Entries supplied START

//! Person commands.

use anyhow::{Context, Result};
use clap::{Args, Subcommand};
use colored::Colorize;

use casedesk::Client;
use casedesk::models::{Person, PersonType};

use super::{PageArgs, parse_enum, store_message};
use crate::output;
use crate::session;

#[derive(Args, Debug)]
pub struct PersonsCommand {
    #[command(subcommand)]
    pub command: PersonsSubcommand,
}

#[derive(Subcommand, Debug)]
pub enum PersonsSubcommand {
    /// List persons
    List {
        #[command(flatten)]
        page: PageArgs,

        /// Only persons of this type (e.g. client, judge)
        #[arg(long = "type")]
        person_type: Option<String>,
    },

    /// Show one person
    Get {
        id: i64,

        /// Also list the cases the person is involved in
        #[arg(long)]
        cases: bool,

        /// Print the person as JSON
        #[arg(long)]
        json: bool,
    },
}

pub async fn handle(cmd: PersonsCommand, client: &Client) -> Result<()> {
    session::require(client)?;
    let mut store = client.persons_store();

    match cmd.command {
        PersonsSubcommand::List { page, person_type } => {
            let mut params = page.params();
            if let Some(person_type) = person_type {
                let person_type: PersonType = parse_enum(&person_type, "person type")?;
                params = params.filter("person_type", output::label(&person_type));
            }

            let result = store.fetch(params).await;
            let listing = result.context(store_message(store.error(), "Failed to load persons"))?;

            if page.json {
                return output::json_pretty(&listing);
            }
            if listing.items.is_empty() {
                output::note("No persons found.");
                return Ok(());
            }
            for person in &listing.items {
                println!(
                    "{:>5}  {:<10} {}",
                    person.id.to_string().dimmed(),
                    output::label(&person.person_type).cyan(),
                    person.full_name
                );
            }
            output::page_footer(listing.page, listing.pages, listing.total);
        }
        PersonsSubcommand::Get { id, cases, json } => {
            let result = store.fetch_one(id).await;
            let person = result.context(store_message(store.error(), "Failed to load person"))?;

            let involvement = if cases {
                Some(
                    client
                        .api()
                        .persons()
                        .cases(id)
                        .await
                        .context("Failed to load the person's cases")?,
                )
            } else {
                None
            };

            if json {
                output::json_pretty(&person)?;
                if let Some(involvement) = &involvement {
                    output::json_pretty(involvement)?;
                }
                return Ok(());
            }

            print_detail(&person);
            if let Some(involvement) = involvement {
                println!();
                println!("{} ({})", "Cases".bold(), involvement.total_cases);
                for case in &involvement.cases {
                    let role = case.role_in_case.as_deref().unwrap_or("-");
                    println!(
                        "  {:<16} {:<12} {:<12} {}",
                        case.case_number,
                        output::label(&case.case_status).cyan(),
                        role,
                        case.title
                    );
                }
            }
        }
    }

    Ok(())
}

fn print_detail(person: &Person) {
    output::field("Name", &person.full_name);
    output::field("Type", &output::label(&person.person_type));
    output::optional_field("IDNP", person.idnp.as_deref());
    output::optional_field("Organization", person.organization.as_deref());
    output::optional_field("IDNO", person.idno.as_deref());
    output::optional_field("Phone", person.phone.as_deref());
    output::optional_field("Email", person.email.as_deref());
    output::optional_field("Address", person.address_actual.as_deref());
    output::optional_field("Notes", person.notes.as_deref());
}
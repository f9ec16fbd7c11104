use std::fs;
use std::path::{Path, PathBuf};
use std::process::{Command, Output};

/// Run the CLI with a custom HOME directory for isolated session storage.
pub fn run_cli_with_env(args: &[&str], home: &Path, api_url: &str) -> Output {
    run_cli_with_extra_env(args, home, api_url, &[])
}

/// Run the CLI with a custom HOME plus additional environment variables.
pub fn run_cli_with_extra_env(
    args: &[&str],
    home: &Path,
    api_url: &str,
    extra: &[(&str, &str)],
) -> Output {
    let mut cmd = Command::new(env!("CARGO_BIN_EXE_casedesk"));
    cmd.args(args);
    cmd.env("HOME", home);
    cmd.env("XDG_DATA_HOME", home.join("data"));
    cmd.env("CASEDESK_API_URL", api_url);
    cmd.env_remove("CASEDESK_TIMEOUT_SECS");
    cmd.env("NO_COLOR", "1");
    cmd.envs(extra.iter().copied());
    cmd.output().expect("Failed to execute CLI")
}

/// Run the CLI with a custom HOME and expect success.
pub fn run_cli_with_env_success(args: &[&str], home: &Path, api_url: &str) -> String {
    let output = run_cli_with_env(args, home, api_url);
    if !output.status.success() {
        let stderr = String::from_utf8_lossy(&output.stderr);
        panic!("CLI command failed: {:?}\nstderr: {}", args, stderr);
    }
    String::from_utf8_lossy(&output.stdout).to_string()
}

/// Where the CLI keeps its session under `home`.
pub fn session_file(home: &Path) -> PathBuf {
    home.join("data").join("casedesk").join("session.json")
}

/// Write a stored session as if a previous run had logged in.
pub fn seed_session(home: &Path, access_token: &str, refresh_token: Option<&str>) {
    let path = session_file(home);
    fs::create_dir_all(path.parent().unwrap()).unwrap();

    let mut session = serde_json::Map::new();
    session.insert("access_token".into(), access_token.into());
    if let Some(refresh_token) = refresh_token {
        session.insert("refresh_token".into(), refresh_token.into());
    }
    fs::write(&path, serde_json::to_string(&session).unwrap()).unwrap();
}

/// Read a key back from the stored session.
pub fn stored(home: &Path, key: &str) -> Option<String> {
    let contents = fs::read_to_string(session_file(home)).ok()?;
    let session: serde_json::Value = serde_json::from_str(&contents).ok()?;
    session[key].as_str().map(str::to_string)
}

Entries supplied END

What is expected
Keeping every word in place, restate the entries above.

Written response
//! Person commands.

use anyhow::{Context, Result};
use clap::{Args, Subcommand};
use colored::Colorize;

use casedesk::Client;
use casedesk::models::{Person, PersonType};

use super::{PageArgs, parse_enum, store_message};
use crate::output;
use crate::session;

#[derive(Args, Debug)]
pub struct PersonsCommand {
    #[command(subcommand)]
    pub command: PersonsSubcommand,
}

#[derive(Subcommand, Debug)]
pub enum PersonsSubcommand {
    /// List persons
    List {
        #[command(flatten)]
        page: PageArgs,

        /// Only persons of this type (e.g. client, judge)
        #[arg(long = "type")]
        person_type: Option<String>,
    },

    /// Show one person
    Get {
        id: i64,

        /// Also list the cases the person is involved in
        #[arg(long)]
        cases: bool,

        /// Print the person as JSON
        #[arg(long)]
        json: bool,
    },
}

pub async fn handle(cmd: PersonsCommand, client: &Client) -> Result<()> {
    session::require(client)?;
    let mut store = client.persons_store();

    match cmd.command {
        PersonsSubcommand::List { page, person_type } => {
            let mut params = page.params();
            if let Some(person_type) = person_type {
                let person_type: PersonType = parse_enum(&person_type, "person type")?;
                params = params.filter("person_type", output::label(&person_type));
            }

            let result = store.fetch(params).await;
            let listing = result.context(store_message(store.error(), "Failed to load persons"))?;

            if page.json {
                return output::json_pretty(&listing);
            }
            if listing.items.is_empty() {
                output::note("No persons found.");
                return Ok(());
            }
            for person in &listing.items {
                println!(
                    "{:>5}  {:<10} {}",
                    person.id.to_string().dimmed(),
                    output::label(&person.person_type).cyan(),
                    person.full_name
                );
            }
            output::page_footer(listing.page, listing.pages, listing.total);
        }
        PersonsSubcommand::Get { id, cases, json } => {
            let result = store.fetch_one(id).await;
            let person = result.context(store_message(store.error(), "Failed to load person"))?;

            let involvement = if cases {
                Some(
                    client
                        .api()
                        .persons()
                        .cases(id)
                        .await
                        .context("Failed to load the person's cases")?,
                )
            } else {
                None
            };

            if json {
                output::json_pretty(&person)?;
                if let Some(involvement) = &involvement {
                    output::json_pretty(involvement)?;
                }
                return Ok(());
            }

            print_detail(&person);
            if let Some(involvement) = involvement {
                println!();
                println!("{} ({})", "Cases".bold(), involvement.total_cases);
                for case in &involvement.cases {
                    let role = case.role_in_case.as_deref().unwrap_or("-");
                    println!(
                        "  {:<16} {:<12} {:<12} {}",
                        case.case_number,
                        output::label(&case.case_status).cyan(),
                        role,
                        case.title
                    );
                }
            }
        }
    }

    Ok(())
}

fn print_detail(person: &Person) {
    output::field("Name", &person.full_name);
    output::field("Type", &output::label(&person.person_type));
    output::optional_field("IDNP", person.idnp.as_deref());
    output::optional_field("Organization", person.organization.as_deref());
    output::optional_field("IDNO", person.idno.as_deref());
    output::optional_field("Phone", person.phone.as_deref());
    output::optional_field("Email", person.email.as_deref());
    output::optional_field("Address", person.address_actual.as_deref());
    output::optional_field("Notes", person.notes.as_deref());
}
repository f9ec16fbd7c11104
use std::fs;
use std::path::{Path, PathBuf};
use std::process::{Command, Output};

/// Run the CLI with a custom HOME directory for isolated session storage.
pub fn run_cli_with_env(args: &[&str], home: &Path, api_url: &str) -> Output {
    run_cli_with_extra_env(args, home, api_url, &[])
}

/// Run the CLI with a custom HOME plus additional environment variables.
pub fn run_cli_with_extra_env(
    args: &[&str],
    home: &Path,
    api_url: &str,
    extra: &[(&str, &str)],
) -> Output {
    let mut cmd = Command::new(env!("CARGO_BIN_EXE_casedesk"));
    cmd.args(args);
    cmd.env("HOME", home);
    cmd.env("XDG_DATA_HOME", home.join("data"));
    cmd.env("CASEDESK_API_URL", api_url);
    cmd.env_remove("CASEDESK_TIMEOUT_SECS");
    cmd.env("NO_COLOR", "1");
    cmd.envs(extra.iter().copied());
    cmd.output().expect("Failed to execute CLI")
}

/// Run the CLI with a custom HOME and expect success.
pub fn run_cli_with_env_success(args: &[&str], home: &Path, api_url: &str) -> String {
    let output = run_cli_with_env(args, home, api_url);
    if !output.status.success() {
        let stderr = String::from_utf8_lossy(&output.stderr);
        panic!("CLI command failed: {:?}\nstderr: {}", args, stderr);
    }
    String::from_utf8_lossy(&output.stdout).to_string()
}

/// Where the CLI keeps its session under `home`.
pub fn session_file(home: &Path) -> PathBuf {
    home.join("data").join("casedesk").join("session.json")
}

/// Write a stored session as if a previous run had logged in.
pub fn seed_session(home: &Path, access_token: &str, refresh_token: Option<&str>) {
    let path = session_file(home);
    fs::create_dir_all(path.parent().unwrap()).unwrap();

    let mut session = serde_json::Map::new();
    session.insert("access_token".into(), access_token.into());
    if let Some(refresh_token) = refresh_token {
        session.insert("refresh_token".into(), refresh_token.into());
    }
    fs::write(&path, serde_json::to_string(&session).unwrap()).unwrap();
}

/// Read a key back from the stored session.
pub fn stored(home: &Path, key: &str) -> Option<String> {
    let contents = fs::read_to_string(session_file(home)).ok()?;
    let session: serde_json::Value = serde_json::from_str(&contents).ok()?;
    session[key].as_str().map(str::to_string)
}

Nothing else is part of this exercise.